« ヴィクトリア・テリョーシキナのガラ公演 | トップページ | 松竹創業百二十周年 三月大歌舞伎 夜の部 »

2015年3月22日 (日)

松竹創業百二十周年 三月大歌舞伎 昼の部

2015年3月3日(火)〜27日(金) 歌舞伎座
http://www.kabuki-bito.jp/

花形に幹部がちょこっと付き合うだけで「大歌舞伎」とするのはやめてくれませんかね。>松竹
夜の部なんて、「花形歌舞伎」で充分じゃん。

『通し狂言 菅原伝授手習鑑』

《加茂堤》
舎人 桜丸:尾上菊之助
桜丸女房 八重:中村梅枝
斎世親王:中村萬太郎
苅屋姫:中村壱太郎
三善清行:坂東亀寿

『菅原伝授手習鑑』の通しは13年ぶりだそうな(前回は菅原道真公没後千百年にあたる2002年)。ってことで、昼の部は初めて観る幕ばかりだわ。

まずは、序幕の《加茂堤》。菅丞相、彼に仕えた白太夫とその三つ子の息子である梅王丸、松王丸、桜丸、そして、武部源蔵らを巡る壮大な物語の発端となる出来事を描いている。

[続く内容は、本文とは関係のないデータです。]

use std::{
    fmt,
    ops::{Deref, DerefMut},
    rc::Rc,
};

use crate::{
    automaton::{FiniteAutomaton, delegate_automaton},
    builder::{BuildError, DfaBuilder},
    dfa::{Dfa, MissingTransition},
    prelude::*,
};

/// Called with the entered state
pub type MooreAction = Rc<dyn Fn(State)>;

/// A [`DfaBuilder`] that also records state actions
#[derive(Default)]
pub struct MooreBuilder {
    dfa: DfaBuilder,
    outputs: BTreeMap<State, MooreAction>,
}

impl fmt::Debug for MooreBuilder {
    fn fmt(&self, f: &mut fmt::Formatter<'_>) -> fmt::Result {
        f.debug_struct("MooreBuilder")
            .field("dfa", &self.dfa)
            .field("outputs", &self.outputs.keys().collect::<Vec<_>>())
            .finish()
    }
}

impl Deref for MooreBuilder {
    type Target = DfaBuilder;

    #[inline]
    fn deref(&self) -> &DfaBuilder { &self.dfa }
}

impl DerefMut for MooreBuilder {
    #[inline]
    fn deref_mut(&mut self) -> &mut DfaBuilder { &mut self.dfa }
}

impl MooreBuilder {
    /// An empty builder with no outputs
    #[inline]
    #[must_use]
    pub fn new() -> Self { Self::default() }

    /// Fire `action` whenever a step enters `state`, returning the action it
    /// replaces
    pub fn set_output(
        &mut self,
        state: State,
        action: impl Fn(State) + 'static,
    ) -> Option<MooreAction> {
        self.outputs.insert(state, Rc::new(action))
    }

    /// # Errors
    /// See [`DfaBuilder::build`].
    pub fn build(&self) -> Result<MooreAutomaton, BuildError> {
        Ok(MooreAutomaton {
            dfa: self.dfa.build()?,
            outputs: self.outputs.clone(),
        })
    }
}

/// A DFA with actions on its states
#[derive(Clone)]
pub struct MooreAutomaton {
    dfa: Dfa,
    outputs: BTreeMap<State, MooreAction>,
}

delegate_automaton!(MooreAutomaton => dfa, run = fire);

impl fmt::Debug for MooreAutomaton {
    fn fmt(&self, f: &mut fmt::Formatter<'_>) -> fmt::Result {
        f.debug_struct("MooreAutomaton")
            .field("dfa", &self.dfa)
            .field("outputs", &self.outputs.keys().collect::<Vec<_>>())
            .finish()
    }
}

impl Deref for MooreAutomaton {
    type Target = Dfa;

    #[inline]
    fn deref(&self) -> &Dfa { &self.dfa }
}

impl MooreAutomaton {
    /// Follow the transition for `symbol`, then fire the action of the
    /// entered state
    ///
    /// # Errors
    /// Returns [`MissingTransition`] if the transition is not defined.
    pub fn step(&self, state: State, symbol: Symbol) -> Result<State, MissingTransition> {
        let to = self.dfa.step(state, symbol)?;
        if let Some(action) = self.outputs.get(&to) {
            trace!(state = to, "Firing state action");
            action(to);
        }
        Ok(to)
    }

    fn fire<I: IntoIterator<Item = Symbol>>(&self, word: I) -> Result<bool, MissingTransition> {
        let mut state = self.dfa.initial_state();
        for symbol in word {
            state = self.step(state, symbol)?;
        }

        Ok(self.dfa.is_final(state))
    }
}
//! Longest-match scanning on top of a DFA
//!
//! A [`Tokenizer`] splits text into maximal runs the automaton can extend
//! toward a final state.  A [`Lexer`] additionally tags every token with the
//! identifier of the first registered expression it matched, and a
//! [`Preprocessor`] rewrites tagged tokens through per-identifier
//! [`Process`]es.

mod lexer;
mod preprocessor;
mod tokenizer;

pub use lexer::{Lexer, LexerBuilder};
pub use preprocessor::{
    Keyword, Number, Preprocessor, PreprocessorBuilder, PreprocessorScanner, Process, QUOTATION,
    Quotation,
};
pub use tokenizer::{Scanner, Tokenizer, TokenizerBuilder};

use crate::State;

/// A run of input matched by a scanner
#[derive(Debug, Clone, PartialEq, Eq, Hash)]
pub struct Token {
    /// The consumed characters
    pub text: String,
    /// The state the scan ended in
    pub state: State,
    /// The identifier of the matched expression, if any
    pub identifier: Option<String>,
}

impl Token {
    /// The identifier as a borrowed string
    #[inline]
    #[must_use]
    pub fn identifier(&self) -> Option<&str> { self.identifier.as_deref() }
}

帝の弟宮・斎世親王と菅丞相の養女・苅屋姫の逢瀬の手筈を調える桜丸と妻の八重。桜丸の菊之助と八重の梅枝は共に色気が薄く、斎世親王の萬太郎と苅屋姫の壱太郎もやたらと子供っぽい。結構、際どい台詞も多いのに、どれもこれもサラサラ流れて面白みに欠ける。

《筆法伝授》
菅丞相:片岡仁左衛門
武部源蔵:市川染五郎
舎人 梅王丸:片岡愛之助
源蔵女房 戸浪:中村梅枝
腰元 勝野:澤村宗之助
左中弁希世:市村橘太郎
三善清行:坂東亀寿
荒島主税:坂東亀三郎
局 水無瀬:市村家橘
御台 園生の前:中村魁春

二幕の《筆法伝授》では、書道の大家としての菅丞相を描いている。

菅丞相の仁左衛門が、気品といい、貫禄といい、何とも見事。全身から漂う静謐さが、後の悲劇を予感させる。通しでなかなか上演できないのは、菅丞相を演じるに相応しい役者がいないからなのね。仁左衛門の後は、次、誰ができるのかしらん???

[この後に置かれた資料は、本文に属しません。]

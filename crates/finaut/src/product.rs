//! Boolean combinations of DFAs by the product construction

use std::{fmt, ops::Deref, str::FromStr};

use indexmap::IndexMap;

use crate::{
    automaton::{FiniteAutomaton, delegate_automaton},
    builder::{BuildError, DfaBuilder},
    dfa::Dfa,
    prelude::*,
};

/// Acceptance policy of a product state, given which components are final
#[derive(Debug, Clone, Copy, PartialEq, Eq, Hash, Default)]
pub enum Comparator {
    /// Every component is final
    #[default]
    And,
    /// At least one component is final
    Or,
    /// Some but not all components are final
    Xor,
    /// Either all or none of the components are final
    Xand,
    /// No component is final
    Not,
}

/// A string that names no [`Comparator`]
#[derive(Debug, Clone, PartialEq, Eq, thiserror::Error)]
#[error("Unknown comparator {0:?}")]
pub struct ParseComparatorError(String);

impl Comparator {
    /// Every comparator, in declaration order
    pub const ALL: [Self; 5] = [Self::And, Self::Or, Self::Xor, Self::Xand, Self::Not];

    /// Decide acceptance from the per-component final flags
    #[must_use]
    pub fn apply(self, finals: &[bool]) -> bool {
        let any = finals.iter().any(|&f| f);
        let all = finals.iter().all(|&f| f);

        match self {
            Self::And => all,
            Self::Or => any,
            Self::Xor => any && !all,
            Self::Xand => all || !any,
            Self::Not => !any,
        }
    }

    /// The upper-case name, as parsed by [`FromStr`]
    #[must_use]
    pub fn name(self) -> &'static str {
        match self {
            Self::And => "AND",
            Self::Or => "OR",
            Self::Xor => "XOR",
            Self::Xand => "XAND",
            Self::Not => "NOT",
        }
    }
}

impl fmt::Display for Comparator {
    fn fmt(&self, f: &mut fmt::Formatter<'_>) -> fmt::Result { f.write_str(self.name()) }
}

impl FromStr for Comparator {
    type Err = ParseComparatorError;

    fn from_str(s: &str) -> Result<Self, Self::Err> {
        Self::ALL
            .into_iter()
            .find(|c| c.name().eq_ignore_ascii_case(s))
            .ok_or_else(|| ParseComparatorError(s.into()))
    }
}

/// Collects the components of a [`ProductAutomaton`]
#[derive(Debug, Clone, Default)]
pub struct ProductBuilder {
    automata: Vec<Dfa>,
    comparator: Comparator,
}

impl ProductBuilder {
    /// A builder with no components and [`Comparator::And`]
    #[inline]
    #[must_use]
    pub fn new() -> Self { Self::default() }

    /// Builder-style [`set_comparator`](Self::set_comparator)
    #[inline]
    #[must_use]
    pub fn with_comparator(mut self, comparator: Comparator) -> Self {
        self.comparator = comparator;
        self
    }

    /// Decide finality of product states with `comparator`
    #[inline]
    pub fn set_comparator(&mut self, comparator: Comparator) { self.comparator = comparator; }

    /// Append a component; its index is the number of components added
    /// before it
    #[inline]
    pub fn add_automaton(&mut self, dfa: Dfa) { self.automata.push(dfa); }

    /// The number of components
    #[inline]
    #[must_use]
    pub fn len(&self) -> usize { self.automata.len() }

    /// Check whether no component was added
    #[inline]
    #[must_use]
    pub fn is_empty(&self) -> bool { self.automata.is_empty() }

    /// Explore the reachable part of the product
    ///
    /// Every product state reads every symbol of the combined alphabet.  A
    /// component without a transition for a symbol drops out for the rest of
    /// the word and counts as non-final.
    ///
    /// # Errors
    /// Returns [`BuildError::CapacityExceeded`] if the product does not fit.
    pub fn build(&self) -> Result<ProductAutomaton, BuildError> {
        let alphabet: BTreeSet<Symbol> = self
            .automata
            .iter()
            .flat_map(|a| a.alphabet().iter().copied())
            .collect();

        let mut builder = DfaBuilder::new();
        builder.declare_all(alphabet.iter().copied());

        let mut tuples: IndexMap<Vec<Option<State>>, State> = IndexMap::new();
        let mut accepting = BTreeMap::new();
        let start = self
            .automata
            .iter()
            .map(|a| Some(a.initial_state()))
            .collect();
        self.intern(&mut tuples, &mut accepting, &mut builder, start)?;

        let mut cursor = 0;
        while let Some((tuple, &from)) = tuples.get_index(cursor) {
            let tuple = tuple.clone();
            cursor += 1;

            for &symbol in &alphabet {
                let next = tuple
                    .iter()
                    .zip(&self.automata)
                    .map(|(s, a)| s.and_then(|s| a.try_step(s, symbol)))
                    .collect();
                let to = self.intern(&mut tuples, &mut accepting, &mut builder, next)?;
                builder.link(from, symbol, to)?;
            }
        }

        debug!(
            components = self.automata.len(),
            states = tuples.len(),
            comparator = %self.comparator,
            "Built product automaton"
        );

        Ok(ProductAutomaton {
            dfa: builder.build()?,
            comparator: self.comparator,
            accepting,
        })
    }

    fn intern(
        &self,
        tuples: &mut IndexMap<Vec<Option<State>>, State>,
        accepting: &mut BTreeMap<State, BTreeSet<usize>>,
        builder: &mut DfaBuilder,
        tuple: Vec<Option<State>>,
    ) -> Result<State, BuildError> {
        if let Some(&state) = tuples.get(&tuple) {
            return Ok(state);
        }

        let state = if tuples.is_empty() {
            builder.add_initial_state()?
        } else {
            builder.add_state()?
        };

        let finals: Vec<bool> = tuple
            .iter()
            .zip(&self.automata)
            .map(|(s, a)| s.is_some_and(|s| a.is_final(s)))
            .collect();

        if self.comparator.apply(&finals) {
            builder.make_final(state)?;
        }

        accepting.insert(
            state,
            finals
                .iter()
                .enumerate()
                .filter_map(|(i, &f)| f.then_some(i))
                .collect(),
        );

        tuples.insert(tuple, state);
        Ok(state)
    }
}

/// The accessible part of the cross product of several DFAs
#[derive(Debug, Clone, PartialEq, Eq)]
pub struct ProductAutomaton {
    dfa: Dfa,
    comparator: Comparator,
    accepting: BTreeMap<State, BTreeSet<usize>>,
}

delegate_automaton!(ProductAutomaton => dfa);

impl Deref for ProductAutomaton {
    type Target = Dfa;

    #[inline]
    fn deref(&self) -> &Dfa { &self.dfa }
}

impl From<ProductAutomaton> for Dfa {
    #[inline]
    fn from(product: ProductAutomaton) -> Self { product.dfa }
}

impl ProductAutomaton {
    /// Combine `automata` under `comparator`
    ///
    /// # Errors
    /// See [`ProductBuilder::build`].
    pub fn new(
        automata: impl IntoIterator<Item = Dfa>,
        comparator: Comparator,
    ) -> Result<Self, BuildError> {
        let mut builder = ProductBuilder::new().with_comparator(comparator);
        automata
            .into_iter()
            .for_each(|a| builder.add_automaton(a));
        builder.build()
    }

    /// The comparator the product was built with
    #[inline]
    #[must_use]
    pub fn comparator(&self) -> Comparator { self.comparator }

    /// Indices of the components that are final in `state`, in ascending
    /// order
    pub fn accepting_components(&self, state: State) -> impl Iterator<Item = usize> + '_ {
        self.accepting.get(&state).into_iter().flatten().copied()
    }
}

水無瀬の家橘に局としての貫禄があり、園生の前の魁春に御台としての格の高さがある。
源蔵夫婦は染五郎と梅枝。ふたりとも神妙に勤めていて、なかなかの出来。
忠義に厚い梅王丸を愛之助が好演。

幕切れで菅丞相の子息・菅秀才を預かる源蔵夫婦。これが《寺子屋》に繋がるのか(……と、今更なことを言ってみたり)。

《道明寺》
菅丞相:片岡仁左衛門
太郎女房 立田の前:中村芝雀
判官代輝国:尾上菊之助
奴 宅内:片岡愛之助
苅屋姫:中村壱太郎
贋迎い弥藤次:片岡松之助
宿禰太郎:坂東彌十郎
土師兵衛:中村歌六
菅丞相伯母 覚寿:片岡秀太郎

三幕の《道明寺》では、菅丞相と苅屋姫の親子の別れを描いている。

《筆法伝授》に引き続き、菅丞相の仁左衛門が絶品。憂いを含んだ佇まいといい、本物の菅丞相と木像の菅丞相(ぎくしゃくと歩く姿が何とも愛らしい)の演じ分けといい、苅屋姫への情愛といい、どこをとっても最高の菅丞相。
覚寿の秀太郎。次女・苅屋姫を折檻し、長女・立田の前を殺した宿禰太郎を成敗する気丈さ。と同時に、菅丞相を見送る深い情。いや〜、覚寿もなかなか難しい役ですね。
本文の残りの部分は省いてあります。